- _DESCRIPTION OF THE TASK_: The expected answer is the set of lines in the data below between the line holding "filename src/context/store.rs" and the line holding "block each other.", inclusive, written out exactly.
══════════
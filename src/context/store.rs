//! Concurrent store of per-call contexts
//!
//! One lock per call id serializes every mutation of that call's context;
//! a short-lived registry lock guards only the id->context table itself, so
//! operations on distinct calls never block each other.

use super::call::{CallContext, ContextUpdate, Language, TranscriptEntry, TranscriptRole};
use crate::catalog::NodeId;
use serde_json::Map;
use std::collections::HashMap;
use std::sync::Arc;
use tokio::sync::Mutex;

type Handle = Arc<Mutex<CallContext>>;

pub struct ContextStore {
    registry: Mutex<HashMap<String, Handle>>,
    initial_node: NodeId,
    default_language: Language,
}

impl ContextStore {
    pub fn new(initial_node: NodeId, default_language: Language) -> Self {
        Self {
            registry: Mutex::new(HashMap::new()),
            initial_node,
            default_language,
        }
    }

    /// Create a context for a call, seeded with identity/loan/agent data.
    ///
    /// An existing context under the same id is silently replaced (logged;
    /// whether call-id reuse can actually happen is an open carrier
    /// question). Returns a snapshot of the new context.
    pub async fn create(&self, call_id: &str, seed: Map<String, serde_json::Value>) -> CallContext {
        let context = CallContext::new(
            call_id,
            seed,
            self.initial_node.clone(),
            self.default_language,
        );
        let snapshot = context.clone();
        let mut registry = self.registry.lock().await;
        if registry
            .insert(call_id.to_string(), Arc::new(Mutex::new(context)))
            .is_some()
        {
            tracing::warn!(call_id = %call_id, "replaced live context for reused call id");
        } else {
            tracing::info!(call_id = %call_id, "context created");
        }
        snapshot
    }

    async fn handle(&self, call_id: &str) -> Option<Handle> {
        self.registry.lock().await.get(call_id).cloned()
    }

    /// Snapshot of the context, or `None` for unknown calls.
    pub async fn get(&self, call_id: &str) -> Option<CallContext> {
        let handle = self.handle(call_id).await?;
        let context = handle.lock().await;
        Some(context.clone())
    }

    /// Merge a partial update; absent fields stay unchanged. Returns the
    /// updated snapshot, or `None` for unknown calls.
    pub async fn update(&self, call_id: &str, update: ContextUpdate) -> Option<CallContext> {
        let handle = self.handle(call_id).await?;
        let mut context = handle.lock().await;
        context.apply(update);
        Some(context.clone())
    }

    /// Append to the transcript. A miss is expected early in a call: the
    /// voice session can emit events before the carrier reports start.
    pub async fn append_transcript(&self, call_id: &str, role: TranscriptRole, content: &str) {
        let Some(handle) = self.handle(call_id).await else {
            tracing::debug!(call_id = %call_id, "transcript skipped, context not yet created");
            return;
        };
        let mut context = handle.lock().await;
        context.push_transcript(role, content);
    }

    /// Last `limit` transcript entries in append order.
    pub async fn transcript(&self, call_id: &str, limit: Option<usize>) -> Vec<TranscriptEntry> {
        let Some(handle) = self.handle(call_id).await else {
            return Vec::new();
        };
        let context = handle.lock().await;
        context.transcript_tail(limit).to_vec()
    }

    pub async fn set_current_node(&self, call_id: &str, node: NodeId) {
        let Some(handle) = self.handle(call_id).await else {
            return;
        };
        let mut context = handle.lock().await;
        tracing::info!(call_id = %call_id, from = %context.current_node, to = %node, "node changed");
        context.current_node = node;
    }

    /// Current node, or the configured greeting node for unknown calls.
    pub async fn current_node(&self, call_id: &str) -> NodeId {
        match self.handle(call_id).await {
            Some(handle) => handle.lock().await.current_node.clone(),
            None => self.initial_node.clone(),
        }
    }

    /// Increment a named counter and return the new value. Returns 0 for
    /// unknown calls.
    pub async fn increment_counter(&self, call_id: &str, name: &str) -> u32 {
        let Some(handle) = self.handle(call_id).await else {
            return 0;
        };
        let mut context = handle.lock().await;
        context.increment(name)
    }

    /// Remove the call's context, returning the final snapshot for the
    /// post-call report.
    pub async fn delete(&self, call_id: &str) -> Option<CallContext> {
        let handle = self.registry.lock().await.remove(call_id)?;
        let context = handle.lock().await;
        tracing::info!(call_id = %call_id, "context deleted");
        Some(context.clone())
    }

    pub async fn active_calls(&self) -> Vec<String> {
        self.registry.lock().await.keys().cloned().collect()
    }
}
══════════
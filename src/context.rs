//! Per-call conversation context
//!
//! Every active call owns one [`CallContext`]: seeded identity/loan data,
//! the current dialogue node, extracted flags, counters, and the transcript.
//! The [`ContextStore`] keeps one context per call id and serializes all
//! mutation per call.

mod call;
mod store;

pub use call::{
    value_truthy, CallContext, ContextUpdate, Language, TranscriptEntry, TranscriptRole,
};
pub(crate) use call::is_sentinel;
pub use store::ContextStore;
══════════
- _TASK RESPONSE_:
filename src/context/store.rs
//! Concurrent store of per-call contexts
//!
//! One lock per call id serializes every mutation of that call's context;
//! a short-lived registry lock guards only the id->context table itself, so
//! operations on distinct calls never block each other.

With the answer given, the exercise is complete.